Ben Davis, an art critic, analyzes the failure of Kamala Harris's 2024 presidential campaign through the lens of its visual culture, particularly a MoveOn.org poster in Brooklyn that renders Harris's face entirely from emojis—smiley eyes, fist-bump skin, octopus lips, and coconut necklace. He argues this poster epitomizes the campaign's reliance on incoherent internet vibes and substance-free memes, contrasting it with Shepard Fairey's uninspired "FORWARD" poster and the self-parody of "Brat Summer" aesthetics. Davis blames Democratic Party consultants for wasting over $1 billion on a campaign that failed to connect with voters on economic anger, instead offering wonkish proposals and appeals to nonexistent Liz Cheney Republicans.

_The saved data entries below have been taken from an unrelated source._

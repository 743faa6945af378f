use crate::{
    auth::{AuthContext, Authorize, LoginResponse},
    error::AppError,
    models::{Credentials, PromoteRequest},
    usecases::UserUsecase,
};
use actix_web::{post, web, HttpResponse, Responder};
use log::info;
use serde_json::json;
use validator::Validate;

/// Register a new user
///
/// The first account registered becomes the administrator.
///
/// ## Responses:
/// - `201 Created`: `{"message": "User registered successfully"}`.
/// - `400 Bad Request`: Missing username/password or the username is taken.
/// - `500 Internal Server Error`: Hashing or store failure.
#[post("/register")]
pub async fn register(
    users: web::Data<UserUsecase>,
    body: web::Json<Credentials>,
) -> Result<impl Responder, AppError> {
    users.register(&body.username, &body.password).await?;

    Ok(HttpResponse::Created().json(json!({
        "message": "User registered successfully"
    })))
}

/// Login user
///
/// Authenticates a user and returns a bearer token valid for 24 hours.
///
/// ## Responses:
/// - `200 OK`: `{"message": ..., "token": ...}`.
/// - `400 Bad Request`: `invalid username or password`, whichever factor failed.
/// - `500 Internal Server Error`: Store or signing failure.
#[post("/login")]
pub async fn login(
    users: web::Data<UserUsecase>,
    body: web::Json<Credentials>,
) -> Result<impl Responder, AppError> {
    let token = users.login(&body.username, &body.password).await?;

    Ok(HttpResponse::Ok().json(LoginResponse {
        message: "Logged in successfully".into(),
        token,
    }))
}

/// Promote a user to admin. Admin only.
///
/// Mounted under a scope wrapped by `Authenticate`.
#[post("", wrap = "Authorize::admin()")]
pub async fn promote(
    users: web::Data<UserUsecase>,
    caller: AuthContext,
    body: web::Json<PromoteRequest>,
) -> Result<impl Responder, AppError> {
    body.validate()?;
    users.promote_user(&body.username).await?;
    info!("{} promoted {}", caller.username, body.username);

    Ok(HttpResponse::Ok().json(json!({
        "message": "User promoted successfully"
    })))
}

This matters because it highlights a broader crisis in political visual communication, where art and memes replace substantive messaging, alienating both artists and voters. Davis's critique underscores how the Harris campaign's aesthetic failures mirrored its strategic failures—lack of clear messaging, over-reliance on internet trends, and failure to address key issues like Gaza and the economy. The article serves as a cautionary tale about the dangers of treating elections as branding exercises, where "politics of joy" masks deep public discontent, and where art becomes a symptom of political dysfunction rather than a tool for genuine engagement.